Эта усмешка невесть почему внезапно вспомнилась Войку. И больно кольнула его теперь. Иван и Степан, великий князь Иоан Васильевич и господарь Штефан, сын Богдана… Неужто его князь тоже — лишь орудие, послушный раб жестокой и бесчестной силы, которую вельможный пан Бучацкий назвал непонятным словом политика?
Ехавший перед ним лихой старец внезапно остановил коня.
Пока молодой начальник маленького отряда терзался трудною думой, воины спустились с холма на дно широкой долины. Туман на время поредел, и сквозь его просветлевшие клубы бойцы увидели, что лес в этом месте кончался.
Деревья небольшим клином врезались тут в плоскую низину, образуя крохотную, но довольно густую, опушенную кустарниками рощицу, в которую и повел их отец Панаит.
— Там и там, — монах махнул рукой перед собой, — трясины.
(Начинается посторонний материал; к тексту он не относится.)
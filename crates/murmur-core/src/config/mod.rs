//! Client configuration.
//!
//! Provides `ClientConfig`, the endpoint and timing settings shared by the
//! sync engine and the CLI. Every field has a default so an empty JSON object
//! is a valid configuration.

use std::time::Duration;

use serde::{Deserialize, Serialize};
use thiserror::Error;

use crate::channel::ReconnectPolicy;
use crate::engine::EngineConfig;
use crate::history::ScrollAnchor;
use crate::read::ReadPolicy;
use crate::util::{is_http_url, is_ws_url, normalize_text_option};

/// Environment variable overriding the REST base URL
pub const API_URL_ENV: &str = "MURMUR_API_URL";
/// Environment variable overriding the socket base URL
pub const WS_URL_ENV: &str = "MURMUR_WS_URL";

const DEFAULT_API_BASE_URL: &str = "http://localhost:8000/api";

#[derive(Debug, Error)]
pub enum ConfigError {
    #[error("Invalid config JSON: {0}")]
    Json(#[from] serde_json::Error),

    #[error("Config field '{field}' must include {expected}")]
    InvalidUrl {
        field: &'static str,
        expected: &'static str,
    },

    #[error("Config field '{0}' must be greater than zero")]
    Zero(&'static str),
}

/// Endpoint and timing settings.
#[derive(Debug, Clone, Serialize, Deserialize, PartialEq, Eq)]
#[serde(deny_unknown_fields, default)]
pub struct ClientConfig {
    pub api_base_url: String,
    /// Socket base; derived from `api_base_url` when unset
    pub ws_base_url: Option<String>,
    pub page_size: usize,
    pub reconnect_delay_ms: u64,
    pub connect_timeout_ms: u64,
    pub mark_read_refresh_delay_ms: u64,
    pub mark_read_failsafe_delay_ms: u64,
    pub token_refresh_lead_secs: u64,
    pub scroll_load_threshold_px: u32,
}

impl Default for ClientConfig {
    fn default() -> Self {
        Self {
            api_base_url: DEFAULT_API_BASE_URL.to_string(),
            ws_base_url: None,
            page_size: crate::history::DEFAULT_PAGE_SIZE,
            reconnect_delay_ms: 3_000,
            connect_timeout_ms: 10_000,
            mark_read_refresh_delay_ms: 500,
            mark_read_failsafe_delay_ms: 3_000,
            token_refresh_lead_secs: 10,
            scroll_load_threshold_px: 50,
        }
    }
}

impl ClientConfig {
    /// Parse and validate a JSON config document.
    pub fn parse(raw: &str) -> Result<Self, ConfigError> {
        let config: Self = serde_json::from_str(raw)?;
        config.validate()?;
        Ok(config)
    }

    /// Overlay `MURMUR_API_URL` / `MURMUR_WS_URL` from the process environment.
    #[must_use]
    pub fn with_env_overrides(self) -> Self {
        self.with_overrides(|key| std::env::var(key).ok())
    }

    /// Overlay values from an arbitrary lookup (environment in production).
    #[must_use]
    pub fn with_overrides(mut self, lookup: impl Fn(&str) -> Option<String>) -> Self {
        if let Some(url) = normalize_text_option(lookup(API_URL_ENV)) {
            self.api_base_url = url;
        }
        if let Some(url) = normalize_text_option(lookup(WS_URL_ENV)) {
            self.ws_base_url = Some(url);
        }
        self
    }

    pub fn validate(&self) -> Result<(), ConfigError> {
        self.api_base_url()?;
        self.ws_base_url()?;
        if self.page_size == 0 {
            return Err(ConfigError::Zero("page_size"));
        }
        if self.connect_timeout_ms == 0 {
            return Err(ConfigError::Zero("connect_timeout_ms"));
        }
        Ok(())
    }

    /// Normalized REST base URL, without a trailing slash.
    pub fn api_base_url(&self) -> Result<String, ConfigError> {
        let value = self.api_base_url.trim();
        if !is_http_url(value) {
            return Err(ConfigError::InvalidUrl {
                field: "api_base_url",
                expected: "http:// or https://",
            });
        }
        Ok(value.trim_end_matches('/').to_string())
    }

    /// Normalized socket base URL.
    ///
    /// When not configured explicitly it is derived from the API base by
    /// swapping the scheme and dropping a trailing `/api` segment.
    pub fn ws_base_url(&self) -> Result<String, ConfigError> {
        if let Some(explicit) = normalize_text_option(self.ws_base_url.clone()) {
            if !is_ws_url(&explicit) {
                return Err(ConfigError::InvalidUrl {
                    field: "ws_base_url",
                    expected: "ws:// or wss://",
                });
            }
            return Ok(explicit.trim_end_matches('/').to_string());
        }

        let api = self.api_base_url()?;
        let swapped = if let Some(rest) = api.strip_prefix("https://") {
            format!("wss://{rest}")
        } else if let Some(rest) = api.strip_prefix("http://") {
            format!("ws://{rest}")
        } else {
            api
        };
        Ok(swapped
            .strip_suffix("/api")
            .map_or_else(|| swapped.clone(), str::to_string))
    }

    pub const fn token_refresh_lead(&self) -> Duration {
        Duration::from_secs(self.token_refresh_lead_secs)
    }

    pub const fn reconnect_policy(&self) -> ReconnectPolicy {
        ReconnectPolicy {
            delay: Duration::from_millis(self.reconnect_delay_ms),
            open_timeout: Duration::from_millis(self.connect_timeout_ms),
        }
    }

    pub const fn read_policy(&self) -> ReadPolicy {
        ReadPolicy {
            refresh_delay: Duration::from_millis(self.mark_read_refresh_delay_ms),
            failsafe_delay: Duration::from_millis(self.mark_read_failsafe_delay_ms),
        }
    }

    /// Engine settings derived from this config.
    pub fn engine_config(&self) -> Result<EngineConfig, ConfigError> {
        Ok(EngineConfig {
            ws_base_url: self.ws_base_url()?,
            page_size: self.page_size,
            reconnect: self.reconnect_policy(),
            read: self.read_policy(),
            scroll: ScrollAnchor {
                threshold_px: self.scroll_load_threshold_px,
            },
        })
    }
}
За ними — дорога. А там, — он махнул вправо, — там их ждут.
— Подождем и мы, — отозвался Войку, слезая со своего вороного жеребца. — Гарштя, веди коней в лес.
Все спешились. Войники развернули свои длинные сверстки, и из под войлока показались бучумы, по-русински — трембиты, долгие и тонкие, словно копья, трубы с неширокими зевами и сильным, резким звучанием. Бучумы в то время были громким голосом Молдовы, перекликаясь от дола к долу, от леса к лесу, от одной крепости к другой. Освободились от заботливо намотанных сверху шкур и воинские бубны троих барабанщиков. Затем странные музыканты начали уминать мокрый снег, готовя в нем плотные гнезда для своих инструментов и для себя. Пятеро белгородцев в любопытством следили за действиями негаданных боевых товарищей.